Last week on 26th October people in India celebrated Diwali. Here in US, we celebrate over week end as its more convenient for the people at work. Needless to say back in India its a national holiday. Each year the date varies in accordance with ancient Indian lunar calendar.
Diwali, often called the festival of lights, have been celebrated since thousands of years. We light earthen lamps to welcome good spirits (in the form of god and goddess) in our home and we burst fire crackers to keep evil spirits away. Diwali is a celebration of victory of good over evil.
Imagine a scene where millions of people come out of their homes and are firing firecracker and lighting lamps (and modern lights) around their home, patio and balconies., windows, doors. It’s a Christmas on a much much bigger scale. Easier to visualize the event if you consider 4th of July is being celebrated in every nook and corner of the country (not only in designated areas) for 6 hours. Same light and same atmosphere and intensity.
This day has huge significance in terms of financial matters. It is start of a new financial year.
Although its a national holiday and all financial institution remain closed, Indian stock market opens for an hour in the evening and people usually place buy orders because its considered as good omen for the year to come since, Deewali marks the beginning of financial calendar for a lot of businesses and stock brokers.

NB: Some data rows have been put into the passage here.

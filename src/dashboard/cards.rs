//! Card components for the dashboard's headline totals.

use maud::{Markup, html};

use crate::{
    aggregate::Totals,
    html::CARD_STYLE,
    money::{Currency, format_money},
};

/// Renders the three headline cards: total income, total expenses, and net
/// balance, with an overspending warning when the net is negative.
pub(super) fn totals_cards_view(totals: &Totals) -> Markup {
    let net_style = if totals.is_overspending() {
        "text-2xl font-bold text-red-600 dark:text-red-400"
    } else {
        "text-2xl font-bold text-green-600 dark:text-green-400"
    };

    html! {
        section class="w-full mx-auto mb-8"
        {
            div class="grid grid-cols-1 sm:grid-cols-3 gap-4"
            {
                div class=(CARD_STYLE)
                {
                    p class="text-sm text-gray-500 dark:text-gray-400" { "Total Income" }
                    p class="text-2xl font-bold text-green-600 dark:text-green-400"
                    {
                        (format_money(totals.income, Currency::Usd))
                    }
                }

                div class=(CARD_STYLE)
                {
                    p class="text-sm text-gray-500 dark:text-gray-400" { "Total Expenses" }
                    p class="text-2xl font-bold text-red-600 dark:text-red-400"
                    {
                        (format_money(totals.expenses, Currency::Usd))
                    }
                }

                div class=(CARD_STYLE)
                {
                    p class="text-sm text-gray-500 dark:text-gray-400" { "Net Balance" }
                    p class=(net_style)
                    {
                        (format_money(totals.net(), Currency::Usd))
                    }

                    @if totals.is_overspending() {
                        p class="text-xs text-red-600 dark:text-red-400 mt-1"
                        {
                            "You are spending more than you earn."
                        }
                    }
                }
            }
        }
    }
}

#[cfg(test)]
mod cards_tests {
    use scraper::Html;

    use crate::aggregate::Totals;

    use super::totals_cards_view;

    #[test]
    fn shows_formatted_totals() {
        let totals = Totals {
            income: 1000.0,
            expenses: 135.98,
        };

        let html = Html::parse_fragment(&totals_cards_view(&totals).into_string());
        let text = html.root_element().text().collect::<String>();

        assert!(text.contains("$1,000.00"));
        assert!(text.contains("$135.98"));
        assert!(text.contains("$864.02"));
        assert!(!text.contains("spending more than you earn"));
    }

    #[test]
    fn warns_when_overspending() {
        let totals = Totals {
            income: 0.0,
            expenses: 50.0,
        };

        let html = Html::parse_fragment(&totals_cards_view(&totals).into_string());
        let text = html.root_element().text().collect::<String>();

        assert!(text.contains("-$50.00"));
        assert!(text.contains("spending more than you earn"));
    }
}
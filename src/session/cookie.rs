//! Reading and writing the session cookies.

use axum_extra::extract::{
    PrivateCookieJar,
    cookie::{Cookie, SameSite},
};
use time::{Duration, OffsetDateTime};

use super::{Session, UserId};

pub(crate) const COOKIE_USER_ID: &str = "session_user_id";
pub(crate) const COOKIE_EMAIL: &str = "session_email";

/// The default duration for which session cookies are valid.
pub(crate) const DEFAULT_SESSION_DURATION: Duration = Duration::days(7);

/// Add the session cookies to the cookie jar, indicating that a user is
/// signed in.
///
/// The cookies expire `duration` from the current time. Returns the cookie
/// jar with the cookies added.
pub(crate) fn set_session_cookie(
    jar: PrivateCookieJar,
    session: &Session,
    duration: Duration,
) -> PrivateCookieJar {
    let expiry = OffsetDateTime::now_utc() + duration;

    jar.add(
        Cookie::build((COOKIE_USER_ID, session.user_id.as_str().to_owned()))
            .expires(expiry)
            .http_only(true)
            .same_site(SameSite::Strict)
            .secure(true),
    )
    .add(
        Cookie::build((COOKIE_EMAIL, session.email.clone()))
            .expires(expiry)
            .http_only(true)
            .same_site(SameSite::Strict)
            .secure(true),
    )
}

/// Set the session cookies to an invalid value and set their max age to zero,
/// which should delete the cookies on the client side.
pub(crate) fn invalidate_session_cookie(jar: PrivateCookieJar) -> PrivateCookieJar {
    jar.add(
        Cookie::build((COOKIE_USER_ID, "deleted"))
            .expires(OffsetDateTime::UNIX_EPOCH)
            .max_age(Duration::ZERO)
            .http_only(true)
            .same_site(SameSite::Strict)
            .secure(true),
    )
    .add(
        Cookie::build((COOKIE_EMAIL, "deleted"))
            .expires(OffsetDateTime::UNIX_EPOCH)
            .max_age(Duration::ZERO)
            .http_only(true)
            .same_site(SameSite::Strict)
            .secure(true),
    )
}

/// Read the session from the cookie jar.
///
/// Returns `None` when either cookie is missing or has been invalidated,
/// i.e. when no user is signed in. This is the valid signed out state, not
/// an error.
pub(crate) fn get_session_from_cookies(jar: &PrivateCookieJar) -> Option<Session> {
    let user_id_cookie = jar.get(COOKIE_USER_ID)?;
    let email_cookie = jar.get(COOKIE_EMAIL)?;

    let user_id = user_id_cookie.value_trimmed();
    let email = email_cookie.value_trimmed();

    if user_id.is_empty() || user_id == "deleted" || email.is_empty() || email == "deleted" {
        return None;
    }

    Some(Session {
        user_id: UserId::new(user_id),
        email: email.to_owned(),
    })
}
//! Shared form fields for the expense create and edit pages.

use maud::{Markup, html};
use time::Date;

use crate::{
    html::{FORM_LABEL_STYLE, FORM_TEXT_INPUT_STYLE},
    money::Currency,
};

use super::domain::ExpenseCategory;

/// The category select value that asks the keyword heuristic to pick.
pub(super) const AUTO_CATEGORY_VALUE: &str = "auto";

pub(super) struct ExpenseFormDefaults<'a> {
    pub amount: Option<f64>,
    pub date: Date,
    pub description: Option<&'a str>,
    pub category: Option<&'a ExpenseCategory>,
    pub currency: Currency,
    /// Offer the "Suggest automatically" category option. Only the create
    /// form does; edits keep the user's explicit choice.
    pub offer_auto_category: bool,
}

pub(super) fn expense_form_fields(defaults: &ExpenseFormDefaults<'_>) -> Markup {
    let amount_str = defaults.amount.map(|amount| format!("{amount:.2}"));

    html! {
        div class="grid grid-cols-2 gap-4"
        {
            div
            {
                label
                    for="amount"
                    class=(FORM_LABEL_STYLE)
                {
                    "Amount"
                }

                input
                    name="amount"
                    id="amount"
                    type="number"
                    step="0.01"
                    min="0"
                    placeholder="0.00"
                    required
                    value=[amount_str.as_deref()]
                    class=(FORM_TEXT_INPUT_STYLE);
            }

            div
            {
                label
                    for="currency"
                    class=(FORM_LABEL_STYLE)
                {
                    "Currency"
                }

                select
                    name="currency"
                    id="currency"
                    required
                    class=(FORM_TEXT_INPUT_STYLE)
                {
                    @for currency in Currency::ALL {
                        option
                            value=(currency.code())
                            selected[currency == defaults.currency]
                        {
                            (currency.symbol()) " " (currency.name())
                        }
                    }
                }
            }
        }

        div
        {
            label
                for="description"
                class=(FORM_LABEL_STYLE)
            {
                "Description"
            }

            input
                name="description"
                id="description"
                type="text"
                placeholder="What did you spend on?"
                required
                value=[defaults.description]
                class=(FORM_TEXT_INPUT_STYLE);
        }

        div
        {
            label
                for="category"
                class=(FORM_LABEL_STYLE)
            {
                "Category"
            }

            select
                name="category"
                id="category"
                required
                class=(FORM_TEXT_INPUT_STYLE)
            {
                @if defaults.offer_auto_category {
                    option value=(AUTO_CATEGORY_VALUE) { "Suggest automatically" }
                }

                @for category in &ExpenseCategory::FIXED {
                    option
                        value=(category.label())
                        selected[Some(category) == defaults.category]
                    {
                        (category.label())
                    }
                }
            }
        }

        div
        {
            label
                for="date"
                class=(FORM_LABEL_STYLE)
            {
                "Date"
            }

            input
                name="date"
                id="date"
                type="date"
                value=(defaults.date)
                required
                class=(FORM_TEXT_INPUT_STYLE);
        }
    }
}
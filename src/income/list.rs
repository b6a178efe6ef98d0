//! The income list page with its time filter and search bar.

use std::sync::{Arc, Mutex};

use axum::{
    Extension,
    extract::{FromRef, Query, State},
    response::{IntoResponse, Response},
};
use maud::{Markup, html};
use rusqlite::Connection;

use crate::{
    AppState, Error, endpoints,
    filter::{FilterQuery, RecordFilter, TimeFilter},
    html::{
        BUTTON_DELETE_STYLE, CATEGORY_BADGE_STYLE, FORM_TEXT_INPUT_STYLE, LINK_STYLE,
        PAGE_CONTAINER_STYLE, TABLE_CELL_STYLE, TABLE_HEADER_STYLE, TABLE_ROW_STYLE, base, link,
    },
    money::format_money,
    navigation::NavBar,
    session::Session,
    timezone::local_today,
};

use super::{domain::Income, store::fetch_income};

/// The state needed for the income list page and table fragment.
#[derive(Debug, Clone)]
pub struct IncomeListState {
    /// The database connection for managing income records.
    pub db_connection: Arc<Mutex<Connection>>,
    /// The local timezone as a canonical timezone name.
    pub local_timezone: String,
    /// The quiescence window for the search box, in milliseconds.
    pub search_debounce_ms: u64,
}

impl FromRef<AppState> for IncomeListState {
    fn from_ref(state: &AppState) -> Self {
        Self {
            db_connection: state.db_connection.clone(),
            local_timezone: state.local_timezone.clone(),
            search_debounce_ms: state.search_debounce_ms,
        }
    }
}

/// Display the signed in user's income records.
pub async fn get_income_page(
    State(state): State<IncomeListState>,
    Extension(session): Extension<Session>,
) -> Response {
    let Some(today) = local_today(&state.local_timezone) else {
        return Error::InvalidTimezoneError(state.local_timezone).into_response();
    };

    let connection = match state.db_connection.lock() {
        Ok(connection) => connection,
        Err(error) => {
            tracing::error!("could not acquire database lock: {error}");
            return Error::DatabaseLockError.into_response();
        }
    };

    let income = match fetch_income(Some(&session), &RecordFilter::none(), today, &connection) {
        Ok(income) => income,
        Err(error) => return error.into_response(),
    };

    income_page_view(&income, state.search_debounce_ms).into_response()
}

/// Return the income table fragment for the current filter and search.
pub async fn get_income_table_fragment(
    State(state): State<IncomeListState>,
    Extension(session): Extension<Session>,
    Query(query): Query<FilterQuery>,
) -> Response {
    let Some(today) = local_today(&state.local_timezone) else {
        return Error::InvalidTimezoneError(state.local_timezone).into_alert_response();
    };

    let connection = match state.db_connection.lock() {
        Ok(connection) => connection,
        Err(error) => {
            tracing::error!("could not acquire database lock: {error}");
            return Error::DatabaseLockError.into_alert_response();
        }
    };

    let filter = RecordFilter::from(query);

    match fetch_income(Some(&session), &filter, today, &connection) {
        Ok(income) => income_table_view(&income).into_response(),
        Err(error) => error.into_alert_response(),
    }
}

fn income_page_view(income: &[Income], search_debounce_ms: u64) -> Markup {
    let nav_bar = NavBar::new(endpoints::INCOME_VIEW).into_html();

    let content = html! {
        (nav_bar)
        div class=(PAGE_CONTAINER_STYLE)
        {
            div class="w-full max-w-4xl"
            {
                div class="flex items-center justify-between mb-4"
                {
                    h1 class="text-2xl font-bold" { "Income" }
                    p { (link(endpoints::NEW_INCOME_VIEW, "Add income")) }
                }

                (filter_bar(search_debounce_ms))

                (income_table_view(income))
            }
        }
    };

    base("Income", &[], &content)
}

/// The time filter selector and debounced search box for income records.
fn filter_bar(search_debounce_ms: u64) -> Markup {
    let search_trigger = format!("input changed delay:{search_debounce_ms}ms, search");

    html! {
        form id="income-filter" class="flex gap-4 mb-4"
        {
            select
                name="filter"
                aria-label="Time filter"
                class=(FORM_TEXT_INPUT_STYLE)
                hx-get=(endpoints::INCOME_TABLE)
                hx-target="#income-table"
                hx-swap="outerHTML"
                hx-include="#income-filter"
                hx-trigger="change"
                hx-target-error="#alert-container"
            {
                @for time_filter in TimeFilter::ALL_VALUES {
                    option value=(time_filter.as_query_value()) { (time_filter.label()) }
                }
            }

            input
                name="search"
                type="search"
                placeholder="Search transactions..."
                aria-label="Search"
                class=(FORM_TEXT_INPUT_STYLE)
                hx-get=(endpoints::INCOME_TABLE)
                hx-target="#income-table"
                hx-swap="outerHTML"
                hx-include="#income-filter"
                hx-trigger=(search_trigger)
                hx-sync="this:replace"
                hx-target-error="#alert-container";
        }
    }
}

/// Render the income table. Used by the page, the filter fragment, and the
/// delete endpoint's refreshed response.
pub(super) fn income_table_view(income: &[Income]) -> Markup {
    html! {
        div id="income-table" class="w-full relative overflow-x-auto shadow-md sm:rounded"
        {
            @if income.is_empty() {
                p class="p-6 text-gray-500 dark:text-gray-400" { "No income recorded." }
            } @else {
                table class="w-full text-sm text-left rtl:text-right text-gray-500 dark:text-gray-400"
                {
                    thead class=(TABLE_HEADER_STYLE)
                    {
                        tr
                        {
                            th scope="col" class=(TABLE_CELL_STYLE) { "Date" }
                            th scope="col" class=(TABLE_CELL_STYLE) { "Description" }
                            th scope="col" class=(TABLE_CELL_STYLE) { "Category" }
                            th scope="col" class=(TABLE_CELL_STYLE) { "Amount" }
                            th scope="col" class=(TABLE_CELL_STYLE) { "Actions" }
                        }
                    }

                    tbody
                    {
                        @for record in income {
                            (income_table_row(record))
                        }
                    }
                }
            }
        }
    }
}

fn income_table_row(income: &Income) -> Markup {
    let edit_url = endpoints::format_endpoint(endpoints::EDIT_INCOME_VIEW, income.id);
    let delete_url = endpoints::format_endpoint(endpoints::INCOME, income.id);

    html! {
        tr class=(TABLE_ROW_STYLE)
        {
            td class=(TABLE_CELL_STYLE) { (income.date) }

            td class=(TABLE_CELL_STYLE)
            {
                (income.description)

                @if !income.file_attachments.is_empty() {
                    " "
                    span
                        class="text-xs text-gray-400"
                        title=(format!("{} attached file(s)", income.file_attachments.len()))
                    {
                        "📎"
                    }
                }
            }

            td class=(TABLE_CELL_STYLE)
            {
                span class=(CATEGORY_BADGE_STYLE) { (income.category.label()) }
            }

            td class=(TABLE_CELL_STYLE) { (format_money(income.amount, income.currency)) }

            td class=(TABLE_CELL_STYLE)
            {
                a href=(edit_url) class=(LINK_STYLE) { "Edit" }
                " "
                button
                    type="button"
                    class=(BUTTON_DELETE_STYLE)
                    hx-delete=(delete_url)
                    hx-confirm="Delete this income record? This cannot be undone."
                    hx-target="#income-table"
                    hx-swap="outerHTML"
                    hx-target-error="#alert-container"
                {
                    "Delete"
                }
            }
        }
    }
}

Since basically every small investor buys on this special session, non believers take the opportunity and sell their holdings at profit. Basically for last few years the special session returns the market flat.
Diwali reminds me of my childhood. Creating earthen pots, air drying and then putting oil and cotton. Making a decoration by lining the lamps in different patters, burning firecrackers, lighting candles, competing with other kids on the distance traveled, height attained and longevity of firecrackers.
We are celebrating Diwali tonight within our local community. Once I am done with this post, I’ll head over to the temple and take part in a much normalized and miniaturized event compared to the one celebrated back in India. Still I am happy that I get to celebrate Diwali here. Even though I am out of India, India is not out of me.